* **EXERCISE INSTRUCTIONS**
Identify all lines in the data containing the string "checksum". Copy them out.

▼

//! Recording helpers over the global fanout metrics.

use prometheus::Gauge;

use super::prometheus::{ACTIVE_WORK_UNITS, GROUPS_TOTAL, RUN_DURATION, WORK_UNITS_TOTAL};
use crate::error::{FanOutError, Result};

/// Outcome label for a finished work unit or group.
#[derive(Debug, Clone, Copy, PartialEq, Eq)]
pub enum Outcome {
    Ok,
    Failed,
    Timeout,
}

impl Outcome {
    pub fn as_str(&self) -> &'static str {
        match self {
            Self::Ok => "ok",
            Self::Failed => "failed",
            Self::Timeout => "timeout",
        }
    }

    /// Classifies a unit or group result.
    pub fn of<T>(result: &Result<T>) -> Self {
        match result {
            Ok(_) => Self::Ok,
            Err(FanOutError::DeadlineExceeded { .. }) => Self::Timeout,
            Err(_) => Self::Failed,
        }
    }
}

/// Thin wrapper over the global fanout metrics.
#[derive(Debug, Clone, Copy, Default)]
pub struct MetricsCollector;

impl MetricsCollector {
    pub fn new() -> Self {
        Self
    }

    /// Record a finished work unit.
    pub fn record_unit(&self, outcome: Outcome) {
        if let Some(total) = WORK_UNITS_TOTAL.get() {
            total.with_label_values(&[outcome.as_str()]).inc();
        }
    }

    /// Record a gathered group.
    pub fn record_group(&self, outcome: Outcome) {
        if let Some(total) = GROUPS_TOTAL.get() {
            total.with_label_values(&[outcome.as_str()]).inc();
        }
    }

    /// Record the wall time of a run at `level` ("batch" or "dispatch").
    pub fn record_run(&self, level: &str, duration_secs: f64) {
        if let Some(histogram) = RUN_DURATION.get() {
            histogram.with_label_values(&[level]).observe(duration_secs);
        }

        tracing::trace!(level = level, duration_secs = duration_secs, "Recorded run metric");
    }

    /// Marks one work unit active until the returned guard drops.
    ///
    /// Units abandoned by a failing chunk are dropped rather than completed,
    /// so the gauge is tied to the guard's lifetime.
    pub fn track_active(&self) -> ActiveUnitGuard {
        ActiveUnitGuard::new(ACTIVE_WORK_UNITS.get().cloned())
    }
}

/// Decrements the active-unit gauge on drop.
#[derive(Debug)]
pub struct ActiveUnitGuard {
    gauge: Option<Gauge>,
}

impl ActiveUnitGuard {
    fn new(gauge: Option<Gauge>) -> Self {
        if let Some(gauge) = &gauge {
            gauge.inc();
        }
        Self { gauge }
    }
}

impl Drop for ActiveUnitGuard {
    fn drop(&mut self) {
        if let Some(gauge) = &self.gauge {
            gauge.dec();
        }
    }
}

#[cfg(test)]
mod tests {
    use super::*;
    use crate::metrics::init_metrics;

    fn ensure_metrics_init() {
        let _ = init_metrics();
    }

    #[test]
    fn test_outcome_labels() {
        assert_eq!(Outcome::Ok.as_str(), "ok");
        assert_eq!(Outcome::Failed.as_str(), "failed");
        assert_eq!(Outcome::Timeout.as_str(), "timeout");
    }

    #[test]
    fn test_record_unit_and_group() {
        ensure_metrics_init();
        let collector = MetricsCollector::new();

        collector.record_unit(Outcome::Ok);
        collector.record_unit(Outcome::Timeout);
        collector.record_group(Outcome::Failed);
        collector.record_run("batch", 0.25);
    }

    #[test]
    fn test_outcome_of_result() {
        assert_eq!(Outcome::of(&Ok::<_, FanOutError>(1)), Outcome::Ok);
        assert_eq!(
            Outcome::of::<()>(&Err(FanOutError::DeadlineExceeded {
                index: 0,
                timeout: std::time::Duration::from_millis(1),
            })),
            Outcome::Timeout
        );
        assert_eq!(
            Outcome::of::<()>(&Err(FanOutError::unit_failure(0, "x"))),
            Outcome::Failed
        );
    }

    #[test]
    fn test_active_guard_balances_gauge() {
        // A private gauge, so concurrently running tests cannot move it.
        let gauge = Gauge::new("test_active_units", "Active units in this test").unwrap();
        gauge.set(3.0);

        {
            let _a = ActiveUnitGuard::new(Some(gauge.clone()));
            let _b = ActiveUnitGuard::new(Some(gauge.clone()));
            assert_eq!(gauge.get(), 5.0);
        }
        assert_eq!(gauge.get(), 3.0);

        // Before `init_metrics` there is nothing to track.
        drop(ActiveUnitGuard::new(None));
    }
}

▲
▼

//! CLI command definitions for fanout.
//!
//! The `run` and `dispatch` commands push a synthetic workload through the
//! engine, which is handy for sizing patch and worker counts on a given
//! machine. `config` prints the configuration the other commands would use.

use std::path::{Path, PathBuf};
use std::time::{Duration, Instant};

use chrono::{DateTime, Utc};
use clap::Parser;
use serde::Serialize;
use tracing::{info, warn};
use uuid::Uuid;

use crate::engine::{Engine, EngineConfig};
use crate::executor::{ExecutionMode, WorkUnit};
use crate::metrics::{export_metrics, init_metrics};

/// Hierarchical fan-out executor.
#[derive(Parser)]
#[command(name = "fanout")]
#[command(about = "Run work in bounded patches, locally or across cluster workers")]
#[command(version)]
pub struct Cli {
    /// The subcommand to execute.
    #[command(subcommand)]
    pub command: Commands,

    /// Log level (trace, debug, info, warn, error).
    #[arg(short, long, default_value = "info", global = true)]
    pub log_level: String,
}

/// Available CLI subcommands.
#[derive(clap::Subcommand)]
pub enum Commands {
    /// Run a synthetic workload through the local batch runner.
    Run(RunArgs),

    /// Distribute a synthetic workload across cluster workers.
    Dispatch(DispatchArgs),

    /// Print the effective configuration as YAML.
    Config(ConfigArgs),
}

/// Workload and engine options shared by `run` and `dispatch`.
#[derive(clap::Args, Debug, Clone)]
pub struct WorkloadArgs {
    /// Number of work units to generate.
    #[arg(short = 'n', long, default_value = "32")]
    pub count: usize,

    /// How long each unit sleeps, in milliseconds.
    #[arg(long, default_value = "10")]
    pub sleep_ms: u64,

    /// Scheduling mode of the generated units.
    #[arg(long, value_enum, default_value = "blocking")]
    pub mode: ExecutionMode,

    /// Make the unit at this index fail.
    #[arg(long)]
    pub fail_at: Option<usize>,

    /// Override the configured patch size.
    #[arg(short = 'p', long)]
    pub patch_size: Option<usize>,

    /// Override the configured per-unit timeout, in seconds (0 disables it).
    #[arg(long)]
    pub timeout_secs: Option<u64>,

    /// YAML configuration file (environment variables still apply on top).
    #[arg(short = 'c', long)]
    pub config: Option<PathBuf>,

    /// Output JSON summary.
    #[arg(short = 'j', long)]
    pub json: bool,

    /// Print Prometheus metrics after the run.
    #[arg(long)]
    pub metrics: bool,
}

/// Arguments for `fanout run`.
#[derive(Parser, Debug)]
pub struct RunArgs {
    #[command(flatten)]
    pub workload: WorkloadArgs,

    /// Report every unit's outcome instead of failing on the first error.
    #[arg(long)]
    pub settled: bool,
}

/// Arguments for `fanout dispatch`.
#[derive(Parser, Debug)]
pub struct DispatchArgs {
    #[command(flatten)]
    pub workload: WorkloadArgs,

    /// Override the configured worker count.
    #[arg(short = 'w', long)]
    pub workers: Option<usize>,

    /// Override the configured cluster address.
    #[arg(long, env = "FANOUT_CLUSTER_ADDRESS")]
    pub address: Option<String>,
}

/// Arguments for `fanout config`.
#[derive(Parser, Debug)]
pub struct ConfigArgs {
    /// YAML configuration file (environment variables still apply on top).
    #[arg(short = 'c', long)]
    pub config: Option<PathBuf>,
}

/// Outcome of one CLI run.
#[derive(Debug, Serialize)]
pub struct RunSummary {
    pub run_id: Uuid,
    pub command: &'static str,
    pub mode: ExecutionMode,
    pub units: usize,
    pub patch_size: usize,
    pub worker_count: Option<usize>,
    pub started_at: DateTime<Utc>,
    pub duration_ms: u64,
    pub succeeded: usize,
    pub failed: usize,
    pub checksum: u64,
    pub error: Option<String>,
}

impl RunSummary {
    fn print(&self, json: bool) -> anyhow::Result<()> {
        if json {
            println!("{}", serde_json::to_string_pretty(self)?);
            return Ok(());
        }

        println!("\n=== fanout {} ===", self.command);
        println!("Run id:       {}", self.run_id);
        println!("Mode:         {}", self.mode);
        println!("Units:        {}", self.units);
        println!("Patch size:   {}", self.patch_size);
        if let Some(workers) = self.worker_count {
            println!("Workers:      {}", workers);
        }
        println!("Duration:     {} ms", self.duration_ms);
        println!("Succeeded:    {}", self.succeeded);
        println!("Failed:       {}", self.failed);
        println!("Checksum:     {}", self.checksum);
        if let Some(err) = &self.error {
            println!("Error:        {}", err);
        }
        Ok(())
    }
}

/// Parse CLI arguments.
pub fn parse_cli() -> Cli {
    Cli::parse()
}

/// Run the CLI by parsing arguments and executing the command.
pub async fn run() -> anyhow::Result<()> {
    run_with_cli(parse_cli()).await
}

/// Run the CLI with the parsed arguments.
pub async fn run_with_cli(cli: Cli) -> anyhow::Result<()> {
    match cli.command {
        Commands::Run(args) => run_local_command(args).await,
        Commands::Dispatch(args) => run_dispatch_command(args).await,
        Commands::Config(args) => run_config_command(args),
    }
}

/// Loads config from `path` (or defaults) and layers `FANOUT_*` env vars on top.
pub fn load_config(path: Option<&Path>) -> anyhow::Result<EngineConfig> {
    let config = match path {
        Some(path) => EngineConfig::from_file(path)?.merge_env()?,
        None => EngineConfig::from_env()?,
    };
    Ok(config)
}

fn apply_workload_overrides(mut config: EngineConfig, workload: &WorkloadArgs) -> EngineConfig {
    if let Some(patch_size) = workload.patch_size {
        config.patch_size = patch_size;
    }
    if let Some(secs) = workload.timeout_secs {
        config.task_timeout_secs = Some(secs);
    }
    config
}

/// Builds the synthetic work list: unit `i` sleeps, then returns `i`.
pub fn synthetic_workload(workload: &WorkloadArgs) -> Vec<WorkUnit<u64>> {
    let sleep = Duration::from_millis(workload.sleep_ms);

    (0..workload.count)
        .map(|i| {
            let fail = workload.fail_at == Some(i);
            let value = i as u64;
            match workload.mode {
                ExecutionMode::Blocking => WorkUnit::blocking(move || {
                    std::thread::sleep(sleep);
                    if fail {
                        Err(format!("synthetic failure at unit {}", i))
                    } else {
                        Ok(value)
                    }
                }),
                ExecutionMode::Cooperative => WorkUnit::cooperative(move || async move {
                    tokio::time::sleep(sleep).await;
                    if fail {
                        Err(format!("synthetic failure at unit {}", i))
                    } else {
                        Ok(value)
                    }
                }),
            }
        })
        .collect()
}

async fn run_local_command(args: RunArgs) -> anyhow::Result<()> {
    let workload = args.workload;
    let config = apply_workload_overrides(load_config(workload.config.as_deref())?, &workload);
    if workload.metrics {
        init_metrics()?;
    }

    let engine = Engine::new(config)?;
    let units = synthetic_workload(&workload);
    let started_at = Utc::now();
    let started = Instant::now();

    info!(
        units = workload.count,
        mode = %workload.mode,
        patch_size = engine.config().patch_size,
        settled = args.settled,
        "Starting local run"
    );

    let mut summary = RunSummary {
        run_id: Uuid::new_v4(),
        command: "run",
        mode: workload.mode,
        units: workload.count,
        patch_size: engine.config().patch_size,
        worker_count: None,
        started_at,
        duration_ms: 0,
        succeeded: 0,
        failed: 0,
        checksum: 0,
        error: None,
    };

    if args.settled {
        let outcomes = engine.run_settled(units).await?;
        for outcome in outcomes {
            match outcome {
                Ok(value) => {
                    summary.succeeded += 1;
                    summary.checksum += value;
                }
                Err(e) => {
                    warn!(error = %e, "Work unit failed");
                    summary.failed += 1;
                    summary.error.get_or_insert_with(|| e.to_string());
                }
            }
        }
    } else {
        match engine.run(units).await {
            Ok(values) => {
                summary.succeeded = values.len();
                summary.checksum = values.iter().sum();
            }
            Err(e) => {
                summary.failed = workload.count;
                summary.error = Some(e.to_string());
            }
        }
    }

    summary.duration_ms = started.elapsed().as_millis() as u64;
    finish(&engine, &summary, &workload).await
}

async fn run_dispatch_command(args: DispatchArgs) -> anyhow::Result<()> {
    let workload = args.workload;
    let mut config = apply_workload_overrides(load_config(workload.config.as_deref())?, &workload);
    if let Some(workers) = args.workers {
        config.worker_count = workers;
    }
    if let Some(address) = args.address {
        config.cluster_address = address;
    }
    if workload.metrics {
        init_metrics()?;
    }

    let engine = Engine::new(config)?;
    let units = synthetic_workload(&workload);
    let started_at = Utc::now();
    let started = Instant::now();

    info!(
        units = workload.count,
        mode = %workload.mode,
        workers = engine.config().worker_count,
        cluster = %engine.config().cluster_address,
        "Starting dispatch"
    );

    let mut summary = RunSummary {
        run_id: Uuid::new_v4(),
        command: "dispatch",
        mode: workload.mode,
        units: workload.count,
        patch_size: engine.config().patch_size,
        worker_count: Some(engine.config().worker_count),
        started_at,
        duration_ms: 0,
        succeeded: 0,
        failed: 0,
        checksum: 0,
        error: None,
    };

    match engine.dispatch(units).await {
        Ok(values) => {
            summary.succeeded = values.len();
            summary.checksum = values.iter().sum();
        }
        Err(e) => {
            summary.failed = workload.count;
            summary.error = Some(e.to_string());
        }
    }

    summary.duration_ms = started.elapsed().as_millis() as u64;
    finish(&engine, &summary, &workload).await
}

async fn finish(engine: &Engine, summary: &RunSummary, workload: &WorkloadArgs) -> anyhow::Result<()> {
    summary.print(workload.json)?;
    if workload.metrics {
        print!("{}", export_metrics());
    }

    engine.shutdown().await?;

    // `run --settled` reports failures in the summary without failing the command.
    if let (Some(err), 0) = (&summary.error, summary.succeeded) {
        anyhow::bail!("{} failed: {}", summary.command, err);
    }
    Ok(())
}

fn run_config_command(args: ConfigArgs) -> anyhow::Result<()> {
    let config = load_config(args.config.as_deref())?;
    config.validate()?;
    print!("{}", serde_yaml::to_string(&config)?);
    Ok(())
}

▲

* **SOLUTION TO THIS EXERCISE**
    pub checksum: u64,
        println!("Checksum:     {}", self.checksum);
        checksum: 0,
                    summary.checksum += value;
                summary.checksum = values.iter().sum();
        checksum: 0,
            summary.checksum = values.iter().sum();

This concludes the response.